//! The declarative record a Python type is built from.
//!
//! Grounded in `class::PyClassImpl::extend_class`/`add_operators`: rather
//! than RustPython's reflection over annotated Rust methods (gated by a
//! `PyThreadingConstraint`-scoped lookup token), this crate takes the design
//! notes' option (a) -- explicit, hand-authored registration. `TypeSpec`'s
//! `special`/`method`/`member`/`getset` builder calls are that registration
//! table.

use std::any::Any;
use std::sync::Arc;

use crate::object::{HostClass, PyObjectRef};
use crate::pytype::{Descriptor, PyTypeRef, TypeFlags};
use crate::slots::Handle;
use crate::special_method::SpecialMethod;

/// Feature flags recognised by `add`/`remove` (§6).
#[derive(Clone, Copy, Debug, PartialEq, Eq)]
pub enum Feature {
    Immutable,
    Replaceable,
    Instantiable,
}

impl Feature {
    fn bit(self) -> TypeFlags {
        match self {
            Feature::Immutable => TypeFlags::IMMUTABLE,
            Feature::Replaceable => TypeFlags::REPLACEABLE,
            Feature::Instantiable => TypeFlags::INSTANTIABLE,
        }
    }
}

/// Custom resolver for instance-typed representations (the `type` bootstrap
/// type's instances carry their own `PyTypeRef`, answered by reading the
/// instance rather than a fixed answer).
pub type InstanceTypeResolver = Arc<dyn Fn(&PyObjectRef) -> PyTypeRef + Send + Sync>;

/// A builder collecting everything [`crate::factory::TypeFactory::from_spec`]
/// needs to construct a `PyType` (§4.4).
pub struct TypeSpec {
    pub(crate) name: String,
    pub(crate) primary: HostClass,
    pub(crate) adopted: Vec<HostClass>,
    pub(crate) accepted: Vec<HostClass>,
    pub(crate) bases: Vec<PyTypeRef>,
    pub(crate) flags: TypeFlags,
    pub(crate) doc: Option<String>,
    pub(crate) specials: Vec<(SpecialMethod, Handle)>,
    pub(crate) descriptors: Vec<(String, Descriptor)>,
    pub(crate) constructors: Vec<(HostClass, Handle)>,
    pub(crate) instance_type_resolver: Option<InstanceTypeResolver>,
}

impl TypeSpec {
    /// `name` and `primary` (mandatory host class) start the builder.
    pub fn new(name: impl Into<String>, primary: HostClass) -> Self {
        Self {
            name: name.into(),
            primary,
            adopted: Vec::new(),
            accepted: Vec::new(),
            bases: Vec::new(),
            flags: TypeFlags::empty(),
            doc: None,
            specials: Vec::new(),
            descriptors: Vec::new(),
            constructors: Vec::new(),
            instance_type_resolver: None,
        }
    }

    /// Names a host class by its `Any` type, convenience over raw `TypeId`s.
    pub fn primary_of<T: Any>(name: impl Into<String>) -> Self {
        Self::new(name, std::any::TypeId::of::<T>())
    }

    pub fn adopt(mut self, class: HostClass) -> Self {
        self.adopted.push(class);
        self
    }

    pub fn adopt_of<T: Any>(self) -> Self {
        self.adopt(std::any::TypeId::of::<T>())
    }

    pub fn accept(mut self, class: HostClass) -> Self {
        self.accepted.push(class);
        self
    }

    pub fn accept_of<T: Any>(self) -> Self {
        self.accept(std::any::TypeId::of::<T>())
    }

    pub fn base(mut self, base: PyTypeRef) -> Self {
        self.bases.push(base);
        self
    }

    pub fn bases(mut self, bases: impl IntoIterator<Item = PyTypeRef>) -> Self {
        self.bases.extend(bases);
        self
    }

    pub fn add(mut self, feature: Feature) -> Self {
        self.flags.insert(feature.bit());
        self
    }

    pub fn remove(mut self, feature: Feature) -> Self {
        self.flags.remove(feature.bit());
        self
    }

    pub fn doc(mut self, doc: impl Into<String>) -> Self {
        self.doc = Some(doc.into());
        self
    }

    /// Registers a special-method handler directly on the primary class.
    pub fn special(mut self, slot: SpecialMethod, handle: Handle) -> Self {
        self.specials.push((slot, handle));
        self
    }

    pub fn method(mut self, name: impl Into<String>, handle: Handle) -> Self {
        self.descriptors.push((
            name.into(),
            Descriptor::Method {
                objclass: self.primary,
                handle,
            },
        ));
        self
    }

    pub fn member(mut self, name: impl Into<String>, handle: Handle) -> Self {
        self.descriptors.push((
            name.into(),
            Descriptor::Member {
                objclass: self.primary,
                handle,
            },
        ));
        self
    }

    pub fn getset(mut self, name: impl Into<String>, getter: Handle, setter: Option<Handle>) -> Self {
        self.descriptors.push((
            name.into(),
            Descriptor::GetSet {
                objclass: self.primary,
                getter,
                setter,
            },
        ));
        self
    }

    /// Registers a constructor handle callable when `host_class` (a subclass
    /// representation) is instantiated via this type's `__new__` (§4.6).
    pub fn constructor(mut self, host_class: HostClass, handle: Handle) -> Self {
        self.constructors.push((host_class, handle));
        self
    }

    /// Marks this type as instance-typed: `python_type(instance)` reads the
    /// type off the instance instead of answering with a fixed `PyTypeRef`.
    /// Used for the `type` bootstrap spec only.
    pub fn instance_typed(mut self, resolver: InstanceTypeResolver) -> Self {
        self.instance_type_resolver = Some(resolver);
        self
    }
}

#[cfg(test)]
mod tests {
    use super::*;

    #[test]
    fn builder_collects_adopted_and_accepted() {
        let spec = TypeSpec::primary_of::<i64>("int")
            .adopt_of::<i32>()
            .accept_of::<bool>()
            .add(Feature::Immutable);
        assert_eq!(spec.adopted.len(), 1);
        assert_eq!(spec.accepted.len(), 1);
        assert!(spec.flags.contains(TypeFlags::IMMUTABLE));
    }
}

--

Every line of the material needs to be returned exactly.

» **Answer box**:
//! The declarative record a Python type is built from.
//!
//! Grounded in `class::PyClassImpl::extend_class`/`add_operators`: rather
//! than RustPython's reflection over annotated Rust methods (gated by a
//! `PyThreadingConstraint`-scoped lookup token), this crate takes the design
//! notes' option (a) -- explicit, hand-authored registration. `TypeSpec`'s
//! `special`/`method`/`member`/`getset` builder calls are that registration
//! table.

use std::any::Any;
use std::sync::Arc;

use crate::object::{HostClass, PyObjectRef};
use crate::pytype::{Descriptor, PyTypeRef, TypeFlags};
use crate::slots::Handle;
use crate::special_method::SpecialMethod;

/// Feature flags recognised by `add`/`remove` (§6).
#[derive(Clone, Copy, Debug, PartialEq, Eq)]
pub enum Feature {
    Immutable,
    Replaceable,
    Instantiable,
}

impl Feature {
    fn bit(self) -> TypeFlags {
        match self {
            Feature::Immutable => TypeFlags::IMMUTABLE,
            Feature::Replaceable => TypeFlags::REPLACEABLE,
            Feature::Instantiable => TypeFlags::INSTANTIABLE,
        }
    }
}

/// Custom resolver for instance-typed representations (the `type` bootstrap
/// type's instances carry their own `PyTypeRef`, answered by reading the
/// instance rather than a fixed answer).
pub type InstanceTypeResolver = Arc<dyn Fn(&PyObjectRef) -> PyTypeRef + Send + Sync>;

/// A builder collecting everything [`crate::factory::TypeFactory::from_spec`]
/// needs to construct a `PyType` (§4.4).
pub struct TypeSpec {
    pub(crate) name: String,
    pub(crate) primary: HostClass,
    pub(crate) adopted: Vec<HostClass>,
    pub(crate) accepted: Vec<HostClass>,
    pub(crate) bases: Vec<PyTypeRef>,
    pub(crate) flags: TypeFlags,
    pub(crate) doc: Option<String>,
    pub(crate) specials: Vec<(SpecialMethod, Handle)>,
    pub(crate) descriptors: Vec<(String, Descriptor)>,
    pub(crate) constructors: Vec<(HostClass, Handle)>,
    pub(crate) instance_type_resolver: Option<InstanceTypeResolver>,
}

impl TypeSpec {
    /// `name` and `primary` (mandatory host class) start the builder.
    pub fn new(name: impl Into<String>, primary: HostClass) -> Self {
        Self {
            name: name.into(),
            primary,
            adopted: Vec::new(),
            accepted: Vec::new(),
            bases: Vec::new(),
            flags: TypeFlags::empty(),
            doc: None,
            specials: Vec::new(),
            descriptors: Vec::new(),
            constructors: Vec::new(),
            instance_type_resolver: None,
        }
    }

    /// Names a host class by its `Any` type, convenience over raw `TypeId`s.
    pub fn primary_of<T: Any>(name: impl Into<String>) -> Self {
        Self::new(name, std::any::TypeId::of::<T>())
    }

    pub fn adopt(mut self, class: HostClass) -> Self {
        self.adopted.push(class);
        self
    }

    pub fn adopt_of<T: Any>(self) -> Self {
        self.adopt(std::any::TypeId::of::<T>())
    }

    pub fn accept(mut self, class: HostClass) -> Self {
        self.accepted.push(class);
        self
    }

    pub fn accept_of<T: Any>(self) -> Self {
        self.accept(std::any::TypeId::of::<T>())
    }

    pub fn base(mut self, base: PyTypeRef) -> Self {
        self.bases.push(base);
        self
    }

    pub fn bases(mut self, bases: impl IntoIterator<Item = PyTypeRef>) -> Self {
        self.bases.extend(bases);
        self
    }

    pub fn add(mut self, feature: Feature) -> Self {
        self.flags.insert(feature.bit());
        self
    }

    pub fn remove(mut self, feature: Feature) -> Self {
        self.flags.remove(feature.bit());
        self
    }

    pub fn doc(mut self, doc: impl Into<String>) -> Self {
        self.doc = Some(doc.into());
        self
    }

    /// Registers a special-method handler directly on the primary class.
    pub fn special(mut self, slot: SpecialMethod, handle: Handle) -> Self {
        self.specials.push((slot, handle));
        self
    }

    pub fn method(mut self, name: impl Into<String>, handle: Handle) -> Self {
        self.descriptors.push((
            name.into(),
            Descriptor::Method {
                objclass: self.primary,
                handle,
            },
        ));
        self
    }

    pub fn member(mut self, name: impl Into<String>, handle: Handle) -> Self {
        self.descriptors.push((
            name.into(),
            Descriptor::Member {
                objclass: self.primary,
                handle,
            },
        ));
        self
    }

    pub fn getset(mut self, name: impl Into<String>, getter: Handle, setter: Option<Handle>) -> Self {
        self.descriptors.push((
            name.into(),
            Descriptor::GetSet {
                objclass: self.primary,
                getter,
                setter,
            },
        ));
        self
    }

    /// Registers a constructor handle callable when `host_class` (a subclass
    /// representation) is instantiated via this type's `__new__` (§4.6).
    pub fn constructor(mut self, host_class: HostClass, handle: Handle) -> Self {
        self.constructors.push((host_class, handle));
        self
    }

    /// Marks this type as instance-typed: `python_type(instance)` reads the
    /// type off the instance instead of answering with a fixed `PyTypeRef`.
    /// Used for the `type` bootstrap spec only.
    pub fn instance_typed(mut self, resolver: InstanceTypeResolver) -> Self {
        self.instance_type_resolver = Some(resolver);
        self
    }
}

#[cfg(test)]
mod tests {
    use super::*;

    #[test]
    fn builder_collects_adopted_and_accepted() {
        let spec = TypeSpec::primary_of::<i64>("int")
            .adopt_of::<i32>()
            .accept_of::<bool>()
            .add(Feature::Immutable);
        assert_eq!(spec.adopted.len(), 1);
        assert_eq!(spec.accepted.len(), 1);
        assert!(spec.flags.contains(TypeFlags::IMMUTABLE));
    }
}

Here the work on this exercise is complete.